TASK BRIEF
Everything from the top of the data below through the line with "pub(crate) struct Order" should be duplicated exactly, and nothing past it.

▶

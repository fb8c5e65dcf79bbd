use crate::markers::MarkerSet;
use anyhow::{anyhow, bail, Context, Result};
use serde::Deserialize;
use std::env;
use std::ffi::OsString;
use std::fs;
use std::path::{Path, PathBuf};
use std::time::Duration;
use url::Url;

const APP_NAME: &str = "ordercal";
const CONFIG_VERSION: i64 = 1;
const CONFIG_PATH_ENV: &str = "ORDERCAL_CONFIG_PATH";
const DEFAULT_ENDPOINT: &str = "https://example.com/order";
const DEFAULT_LOG_LEVEL: &str = "info";

#[derive(Clone, Debug, Deserialize)]
pub(crate) struct Config {
    pub(crate) version: i64,
    #[serde(default)]
    pub(crate) order: Order,
    #[serde(default)]
    pub(crate) markers: Markers,
    #[serde(default)]
    pub(crate) log: Log,
}

impl Default for Config {
    fn default() -> Self {
        Self {
            version: CONFIG_VERSION,
            order: Order::default(),
            markers: Markers::default(),
            log: Log::default(),
        }
    }
}

#[derive(Clone, Debug, Default, Deserialize)]
pub(crate) struct Order {
    pub(crate) endpoint: Option<String>,
    pub(crate) timeout: Option<String>,
}

#[derive(Clone, Debug, Default, Deserialize)]
pub(crate) struct Markers {
    #[serde(default)]
    pub(crate) offer_days: Vec<String>,
    #[serde(default)]
    pub(crate) order_days: Vec<String>,
    pub(crate) file: Option<PathBuf>,
}

#[derive(Clone, Debug, Default, Deserialize)]
pub(crate) struct Log {
    pub(crate) file: Option<PathBuf>,
    pub(crate) level: Option<String>,
}

impl Config {
    pub(crate) fn default_path() -> Result<PathBuf> {
        resolve_path(env::var_os(CONFIG_PATH_ENV))
    }

    pub(crate) fn load(path: &Path) -> Result<Self> {
        if !path.exists() {
            return Ok(Self::default());
        }

        let raw = fs::read_to_string(path)
            .with_context(|| format!("read config file {}", path.display()))?;
        let value: toml::Value = toml::from_str(&raw)
            .with_context(|| format!("parse TOML config {}", path.display()))?;

        let version = value
            .get("version")
            .and_then(toml::Value::as_integer)
            .ok_or_else(|| {
                anyhow!(
                    "config file {} is not versioned. Add `version = {CONFIG_VERSION}` at the top",
                    path.display()
                )
            })?;
        if version != CONFIG_VERSION {
            bail!(
                "unsupported config version {} in {}; expected version = {}",
                version,
                path.display(),
                CONFIG_VERSION
            );
        }

        let config: Config = value
            .try_into()
            .with_context(|| format!("decode config {}", path.display()))?;
        config
            .validate()
            .with_context(|| format!("invalid config {}", path.display()))?;
        Ok(config)
    }

    pub(crate) fn validate(&self) -> Result<()> {
        self.endpoint()?;
        self.timeout()?;
        Ok(())
    }

    pub(crate) fn endpoint(&self) -> Result<Url> {
        parse_endpoint(self.order.endpoint.as_deref().unwrap_or(DEFAULT_ENDPOINT))
    }

    /// The order request timeout; `None` means requests never time out
    pub(crate) fn timeout(&self) -> Result<Option<Duration>> {
        let Some(raw) = self.order.timeout.as_deref() else {
            return Ok(None);
        };
        let timeout = parse_duration(raw)?;
        if timeout.is_zero() {
            bail!("order.timeout must be positive, got {raw:?}");
        }
        Ok(Some(timeout))
    }

    /// Collect the offer and order days from the config file and from the
    /// markers file, if any.  `file_override` takes the place of
    /// `markers.file`.
    pub(crate) fn markers(&self, file_override: Option<&Path>) -> Result<MarkerSet> {
        let mut markers = MarkerSet::new(
            self.markers.offer_days.iter().cloned(),
            self.markers.order_days.iter().cloned(),
        );
        if let Some(path) = file_override.or(self.markers.file.as_deref()) {
            markers.merge(MarkerSet::from_json_file(path)?);
        }
        Ok(markers)
    }

    pub(crate) fn log_file(&self) -> Result<PathBuf> {
        if let Some(path) = &self.log.file {
            return Ok(path.clone());
        }
        let cache_root = dirs::cache_dir()
            .ok_or_else(|| anyhow!("cannot resolve cache directory; set log.file in the config"))?;
        Ok(cache_root.join(APP_NAME).join(format!("{APP_NAME}.log")))
    }

    pub(crate) fn log_level(&self) -> &str {
        self.log.level.as_deref().unwrap_or(DEFAULT_LOG_LEVEL)
    }

    pub(crate) fn example_config(path: &Path) -> String {
        format!(
            "# ordercal config\n# Place this file at: {}\n\nversion = {CONFIG_VERSION}\n\n[order]\nendpoint = \"{DEFAULT_ENDPOINT}\"\n# Optional; no timeout by default\n# timeout = \"10s\"\n\n[markers]\noffer_days = []\norder_days = []\n# JSON file of the form {{\"offer_days\": [...], \"order_days\": [...]}}\n# file = \"/absolute/path/to/markers.json\"\n\n[log]\n# Default is the platform cache dir (for example ~/.cache/ordercal/ordercal.log)\n# file = \"/absolute/path/to/ordercal.log\"\nlevel = \"{DEFAULT_LOG_LEVEL}\"\n",
            path.display(),
        )
    }
}

fn resolve_path(env_override: Option<OsString>) -> Result<PathBuf> {
    if let Some(path) = env_override {
        return Ok(PathBuf::from(path));
    }

    let config_root = dirs::config_dir().ok_or_else(|| {
        anyhow!("cannot resolve config directory; set {CONFIG_PATH_ENV} to the config file")
    })?;
    Ok(config_root.join(APP_NAME).join("config.toml"))
}

pub(crate) fn parse_endpoint(raw: &str) -> Result<Url> {
    let raw = raw.trim();
    if raw.is_empty() {
        bail!("order.endpoint must not be empty");
    }
    let url = Url::parse(raw).with_context(|| format!("invalid order endpoint {raw:?}"))?;
    if !matches!(url.scheme(), "http" | "https") {
        bail!(
            "order endpoint {raw:?} must use http or https, not {:?}",
            url.scheme()
        );
    }
    Ok(url)
}

fn parse_duration(raw: &str) -> Result<Duration> {
    if let Some(value) = raw.strip_suffix("ms") {
        let millis: u64 = value
            .parse()
            .with_context(|| format!("invalid timeout duration {raw:?}"))?;
        return Ok(Duration::from_millis(millis));
    }
    if let Some(value) = raw.strip_suffix('s') {
        let secs: u64 = value
            .parse()
            .with_context(|| format!("invalid timeout duration {raw:?}"))?;
        return Ok(Duration::from_secs(secs));
    }
    if let Some(value) = raw.strip_suffix('m') {
        let mins: u64 = value
            .parse()
            .with_context(|| format!("invalid timeout duration {raw:?}"))?;
        return Ok(Duration::from_secs(mins.saturating_mul(60)));
    }

    bail!("invalid duration {raw:?}; use one of: <N>ms, <N>s, <N>m (for example 500ms or 5s)")
}
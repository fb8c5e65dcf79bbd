use super::util::{first_of_month, iso_date, iter_days_from, last_of_month, DAYS_IN_WEEK};
use crate::markers::MarkerSet;
use thiserror::Error;
use time::{Date, Duration};

/// A single classified day of a month grid
#[derive(Clone, Debug, Eq, PartialEq)]
pub(crate) struct DayCell {
    pub(crate) date: Date,
    /// Day of the month, zero-padded to two digits
    pub(crate) day_label: String,
    pub(crate) iso_date: String,
    pub(crate) is_today: bool,
    pub(crate) has_offer: bool,
    pub(crate) has_order: bool,
    /// `false` for the lead-in and lead-out days of the adjacent months
    pub(crate) in_displayed_month: bool,
}

/// Seven consecutive days, Monday through Sunday
#[derive(Clone, Debug, Eq, PartialEq)]
pub(crate) struct Week([DayCell; DAYS_IN_WEEK]);

impl Week {
    pub(crate) fn days(&self) -> &[DayCell] {
        &self.0
    }
}

impl TryFrom<Vec<DayCell>> for Week {
    type Error = OutOfTimeError;

    fn try_from(days: Vec<DayCell>) -> Result<Week, OutOfTimeError> {
        // A short week can only come from running into the end of time
        days.try_into().map(Week).map_err(|_| OutOfTimeError)
    }
}

/// The full set of weeks covering one month, including the days of adjacent
/// months needed to fill out the first and last weeks
#[derive(Clone, Debug, Eq, PartialEq)]
pub(crate) struct MonthGrid {
    month_start: Date,
    weeks: Vec<Week>,
}

impl MonthGrid {
    pub(crate) fn month_start(&self) -> Date {
        self.month_start
    }

    pub(crate) fn weeks(&self) -> &[Week] {
        &self.weeks
    }

    pub(crate) fn days(&self) -> impl Iterator<Item = &DayCell> {
        self.weeks.iter().flat_map(Week::days)
    }

    pub(crate) fn cell(&self, date: Date) -> Option<&DayCell> {
        self.days().find(|cell| cell.date == date)
    }
}

/// Build the grid for the month containing `reference`.
///
/// The grid starts on the Monday on or before the first of the month and ends
/// on the Sunday on or after the last of the month.  Each day is classified
/// against `today` and `markers`.
pub(crate) fn build_month_grid(
    reference: Date,
    today: Date,
    markers: &MarkerSet,
) -> Result<MonthGrid, OutOfTimeError> {
    let month_start = first_of_month(reference);
    let month_end = last_of_month(reference);
    let lead_in = month_start.weekday().number_days_from_monday();
    let lead_out = 6 - month_end.weekday().number_days_from_monday();
    let grid_start = month_start
        .checked_sub(Duration::days(lead_in.into()))
        .ok_or(OutOfTimeError)?;
    let grid_end = month_end
        .checked_add(Duration::days(lead_out.into()))
        .ok_or(OutOfTimeError)?;
    let mut cells = iter_days_from(grid_start)
        .take_while(|&d| d <= grid_end)
        .map(|d| classify(d, month_start, today, markers));
    let mut weeks = Vec::new();
    loop {
        let days = cells.by_ref().take(DAYS_IN_WEEK).collect::<Vec<_>>();
        if days.is_empty() {
            break;
        }
        weeks.push(Week::try_from(days)?);
    }
    Ok(MonthGrid { month_start, weeks })
}

fn classify(date: Date, month_start: Date, today: Date, markers: &MarkerSet) -> DayCell {
    let iso_date = iso_date(date);
    DayCell {
        date,
        day_label: format!("{:02}", date.day()),
        is_today: date == today,
        has_offer: markers.has_offer(&iso_date),
        has_order: markers.has_order(&iso_date),
        in_displayed_month: (date.year(), date.month()) == (month_start.year(), month_start.month()),
        iso_date,
    }
}

#[derive(Copy, Clone, Debug, Eq, Error, PartialEq)]
#[error("reached the end of time")]
pub(crate) struct OutOfTimeError;

#[cfg(test)]
mod tests {
    use super::*;
    use time::macros::date;
    use time::{Month, Weekday};

    fn grid(reference: Date) -> MonthGrid {
        build_month_grid(reference, date!(2024 - 02 - 14), &MarkerSet::default()).unwrap()
    }

    #[test]
    fn test_february_2024() {
        let g = grid(date!(2024 - 02 - 01));
        let days = g.days().collect::<Vec<_>>();
        assert_eq!(days.len(), 35);
        assert_eq!(days[0].date, date!(2024 - 01 - 29));
        assert_eq!(days[34].date, date!(2024 - 03 - 03));
        assert_eq!(g.weeks().len(), 5);
        assert_eq!(g.month_start(), date!(2024 - 02 - 01));
    }

    #[test]
    fn test_june_2024() {
        let g = grid(date!(2024 - 06 - 01));
        let days = g.days().collect::<Vec<_>>();
        assert_eq!(days.len(), 35);
        assert_eq!(days[0].date, date!(2024 - 05 - 27));
        assert_eq!(days[34].date, date!(2024 - 06 - 30));
    }

    #[test]
    fn test_month_starting_monday_and_ending_sunday() {
        // February 2021 is exactly four weeks
        let g = grid(date!(2021 - 02 - 10));
        let days = g.days().collect::<Vec<_>>();
        assert_eq!(days.len(), 28);
        assert_eq!(days[0].date, date!(2021 - 02 - 01));
        assert_eq!(days[27].date, date!(2021 - 02 - 28));
        assert!(days.iter().all(|c| c.in_displayed_month));
    }

    #[test]
    fn test_six_week_month() {
        // September 2024 starts on a Sunday and ends on a Monday
        let g = grid(date!(2024 - 09 - 30));
        let days = g.days().collect::<Vec<_>>();
        assert_eq!(days.len(), 42);
        assert_eq!(days[0].date, date!(2024 - 08 - 26));
        assert_eq!(days[41].date, date!(2024 - 10 - 06));
    }

    #[test]
    fn test_grid_shape_for_every_month() {
        for year in [1999, 2000, 2023, 2024, 2100] {
            for m in 1..=12u8 {
                let month = Month::try_from(m).unwrap();
                let reference = Date::from_calendar_date(year, month, 15).unwrap();
                let g = grid(reference);
                let days = g.days().collect::<Vec<_>>();
                assert_eq!(days.len() % 7, 0, "{year}-{m:02}");
                assert!((28..=42).contains(&days.len()), "{year}-{m:02}");
                assert_eq!(days[0].date.weekday(), Weekday::Monday);
                assert_eq!(days[days.len() - 1].date.weekday(), Weekday::Sunday);
                assert!(g.weeks().iter().all(|w| w.days().len() == 7));
                let in_month = days
                    .iter()
                    .filter(|c| c.in_displayed_month)
                    .map(|c| c.date)
                    .collect::<Vec<_>>();
                let month_end = last_of_month(g.month_start());
                let expected = iter_days_from(g.month_start())
                    .take_while(|&d| d <= month_end)
                    .collect::<Vec<_>>();
                assert_eq!(in_month, expected, "{year}-{m:02}");
                for c in days.iter().filter(|c| !c.in_displayed_month) {
                    assert_ne!(c.date.month(), month);
                }
            }
        }
    }

    #[test]
    fn test_days_are_consecutive() {
        let g = grid(date!(2024 - 03 - 01));
        let days = g.days().map(|c| c.date).collect::<Vec<_>>();
        for pair in days.windows(2) {
            assert_eq!(pair[0].next_day(), Some(pair[1]));
        }
    }

    #[test]
    fn test_classification() {
        let markers = MarkerSet::new(["2024-02-14", "2024-02-20", "2024-03-01"], ["2024-02-20"]);
        let g = build_month_grid(date!(2024 - 02 - 01), date!(2024 - 02 - 14), &markers).unwrap();

        let valentine = g.cell(date!(2024 - 02 - 14)).unwrap();
        assert_eq!(
            valentine,
            &DayCell {
                date: date!(2024 - 02 - 14),
                day_label: String::from("14"),
                iso_date: String::from("2024-02-14"),
                is_today: true,
                has_offer: true,
                has_order: false,
                in_displayed_month: true,
            }
        );

        let ordered = g.cell(date!(2024 - 02 - 20)).unwrap();
        assert!(ordered.has_offer);
        assert!(ordered.has_order);
        assert!(!ordered.is_today);

        let lead_out = g.cell(date!(2024 - 03 - 01)).unwrap();
        assert!(lead_out.has_offer);
        assert!(!lead_out.in_displayed_month);
        assert_eq!(lead_out.day_label, "01");

        let plain = g.cell(date!(2024 - 02 - 05)).unwrap();
        assert!(!plain.has_offer);
        assert!(!plain.has_order);
        assert_eq!(plain.day_label, "05");
        assert_eq!(plain.iso_date, "2024-02-05");

        assert_eq!(g.days().filter(|c| c.is_today).count(), 1);
    }

    #[test]
    fn test_today_outside_grid() {
        let g = build_month_grid(
            date!(2024 - 02 - 01),
            date!(2030 - 01 - 01),
            &MarkerSet::default(),
        )
        .unwrap();
        assert!(g.days().all(|c| !c.is_today));
    }

    #[test]
    fn test_displayed_month_independent_of_reference_day() {
        let a = grid(date!(2024 - 02 - 01));
        let b = grid(date!(2024 - 02 - 29));
        assert_eq!(a, b);
    }

    #[test]
    fn test_idempotent() {
        let markers = MarkerSet::new(["2024-02-14"], ["2024-02-15"]);
        let a = build_month_grid(date!(2024 - 02 - 10), date!(2024 - 02 - 14), &markers).unwrap();
        let b = build_month_grid(date!(2024 - 02 - 10), date!(2024 - 02 - 14), &markers).unwrap();
        assert_eq!(a, b);
    }

    #[test]
    fn test_year_boundary() {
        let g = grid(date!(2025 - 01 - 22));
        let days = g.days().collect::<Vec<_>>();
        assert_eq!(days[0].date, date!(2024 - 12 - 30));
        assert_eq!(days[0].iso_date, "2024-12-30");
        assert!(!days[0].in_displayed_month);
        assert_eq!(days[days.len() - 1].date, date!(2025 - 02 - 02));
    }

    #[test]
    fn test_end_of_time() {
        assert_eq!(
            build_month_grid(Date::MAX, Date::MAX, &MarkerSet::default()),
            Err(OutOfTimeError)
        );
    }
}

◀

SOLUTION TO THIS TASK
repository fb8c5e65dcf79bbd
use crate::markers::MarkerSet;
use anyhow::{anyhow, bail, Context, Result};
use serde::Deserialize;
use std::env;
use std::ffi::OsString;
use std::fs;
use std::path::{Path, PathBuf};
use std::time::Duration;
use url::Url;

const APP_NAME: &str = "ordercal";
const CONFIG_VERSION: i64 = 1;
const CONFIG_PATH_ENV: &str = "ORDERCAL_CONFIG_PATH";
const DEFAULT_ENDPOINT: &str = "https://example.com/order";
const DEFAULT_LOG_LEVEL: &str = "info";

#[derive(Clone, Debug, Deserialize)]
pub(crate) struct Config {
    pub(crate) version: i64,
    #[serde(default)]
    pub(crate) order: Order,
    #[serde(default)]
    pub(crate) markers: Markers,
    #[serde(default)]
    pub(crate) log: Log,
}

impl Default for Config {
    fn default() -> Self {
        Self {
            version: CONFIG_VERSION,
            order: Order::default(),
            markers: Markers::default(),
            log: Log::default(),
        }
    }
}

#[derive(Clone, Debug, Default, Deserialize)]
pub(crate) struct Order {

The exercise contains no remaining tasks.